[Source records]
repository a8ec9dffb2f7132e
use super::support::{FAKE_TOKEN, FakeAuthApi};

use crate::error::AuthError;
use crate::session::AuthSession;
use crate::token_store::{CredentialProvider, MemoryTokenStore};
use crate::validation::schemas::{EMAIL_INVALID, PASSWORD_REQUIRED};
use crate::validation::{LoginForm, RegisterForm};

use std::sync::Arc;

fn session() -> (
    AuthSession<Arc<FakeAuthApi>>,
    Arc<FakeAuthApi>,
    Arc<MemoryTokenStore>,
) {
    let api = Arc::new(FakeAuthApi::new());
    let store = Arc::new(MemoryTokenStore::new());
    let session = AuthSession::new(api.clone(), store.clone());
    (session, api, store)
}

/// **VALUE**: A successful login stores the token and remembers the user.
///
/// **WHY THIS MATTERS**: Every later request reads the credential from the
/// store; if login only kept it in memory the next call would be anonymous.
#[tokio::test]
async fn given_valid_credentials_when_logging_in_then_token_is_persisted() {
    // GIVEN: A fresh session
    let (mut session, _api, store) = session();

    // WHEN: Logging in
    let form = LoginForm {
        username: "alice".to_string(),
        password: "secret".to_string(),
    };
    let user = session.login(&form).await.unwrap().clone();

    // THEN: Token stored, user known
    assert_eq!(user.username, "alice");
    assert_eq!(store.get().map(|t| t.expose().to_string()), Some(FAKE_TOKEN.to_string()));
    assert!(session.is_authenticated());
    assert_eq!(session.user(), Some(&user));
}

/// **VALUE**: An invalid form never reaches the backend.
///
/// **BUG THIS CATCHES**: Validating after the request instead of before.
#[tokio::test]
async fn given_empty_password_when_logging_in_then_validation_error_and_no_call() {
    let (mut session, api, store) = session();

    let form = LoginForm {
        username: "alice".to_string(),
        password: String::new(),
    };
    let result = session.login(&form).await;

    match result {
        Err(AuthError::Validation(errors)) => {
            assert_eq!(errors.field("password"), Some(PASSWORD_REQUIRED));
        }
        other => panic!("expected validation error, got {other:?}"),
    }
    assert!(store.get().is_none());
    assert_eq!(api.call_count(), 0, "Nothing may be sent for an invalid form");
}

#[tokio::test]
async fn given_wrong_password_when_logging_in_then_api_error_and_no_token() {
    let (mut session, api, store) = session();

    let form = LoginForm {
        username: "alice".to_string(),
        password: "wrong".to_string(),
    };
    let result = session.login(&form).await;

    match result {
        Err(AuthError::Api(error)) => assert_eq!(error.status().as_u16(), 401),
        other => panic!("expected api error, got {other:?}"),
    }
    assert!(store.get().is_none());
    assert!(session.user().is_none());
    assert_eq!(api.call_count(), 1);
}

#[tokio::test]
async fn given_invalid_email_when_registering_then_rejected_locally() {
    let (mut session, api, _store) = session();

    let form = RegisterForm {
        username: "alice".to_string(),
        email: "alice".to_string(),
        password: "secret".to_string(),
    };
    let result = session.register(&form).await;

    match result {
        Err(AuthError::Validation(errors)) => {
            assert_eq!(errors.field("email"), Some(EMAIL_INVALID));
        }
        other => panic!("expected validation error, got {other:?}"),
    }
    assert_eq!(api.call_count(), 0);
}

#[tokio::test]
async fn given_signed_in_session_when_logging_out_then_token_and_user_are_cleared() {
    let (mut session, _api, store) = session();
    let form = RegisterForm {
        username: "alice".to_string(),
        email: "alice@example.com".to_string(),
        password: "secret".to_string(),
    };
    session.register(&form).await.unwrap();

    session.logout();

    assert!(store.get().is_none());
    assert!(session.user().is_none());
    assert!(!session.is_authenticated());
}
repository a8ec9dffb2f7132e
pub mod error_location;
pub mod redact_error;
use serde::{Deserialize, Serialize};

#[derive(Debug, Clone, PartialEq, Eq, Serialize, Deserialize)]
pub struct LoginRequest {
    pub username: String,
    pub password: String,
}

#[derive(Debug, Clone, PartialEq, Eq, Serialize, Deserialize)]
pub struct RegisterRequest {
    pub username: String,
    pub email: String,
    pub password: String,
}

/// Response of both login and registration.
///
/// `token` is handed to the token store immediately; nothing else keeps it.
#[derive(Clone, PartialEq, Eq, Serialize, Deserialize)]
#[serde(rename_all = "camelCase")]
pub struct AuthResponse {
    pub token: String,
    #[serde(rename = "type", default = "default_token_type")]
    pub token_type: String,
    pub user_id: i64,
    pub username: String,
    pub email: String,
}

fn default_token_type() -> String {
    String::from("Bearer")
}

impl AuthResponse {
    /// Split into the credential and the user it belongs to.
    pub fn into_parts(self) -> (String, AuthUser) {
        let user = AuthUser {
            user_id: self.user_id,
            username: self.username,
            email: self.email,
        };
        (self.token, user)
    }
}

impl std::fmt::Debug for AuthResponse {
    fn fmt(&self, f: &mut std::fmt::Formatter<'_>) -> std::fmt::Result {
        f.debug_struct("AuthResponse")
            .field("token", &"[REDACTED]")
            .field("token_type", &self.token_type)
            .field("user_id", &self.user_id)
            .field("username", &self.username)
            .field("email", &self.email)
            .finish()
    }
}

/// The signed-in user as known to this client.
#[derive(Debug, Clone, PartialEq, Eq, Serialize, Deserialize)]
#[serde(rename_all = "camelCase")]
pub struct AuthUser {
    pub user_id: i64,
    pub username: String,
    pub email: String,
}
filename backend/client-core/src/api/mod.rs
//! Typed backend endpoints on top of [`crate::api_client::ApiClient`].
//!
//! Each resource is a trait so workflows can run against a fake in tests.

pub mod auth;
pub mod oshi_group;

pub use auth::AuthApi;
pub use oshi_group::OshiGroupApi;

- _Work required_: Show every line from the entries above in which "backend" appears.

- _Reply to the exercise_:
/// **VALUE**: An invalid form never reaches the backend.
filename backend/client-core/src/api/mod.rs
//! Typed backend endpoints on top of [`crate::api_client::ApiClient`].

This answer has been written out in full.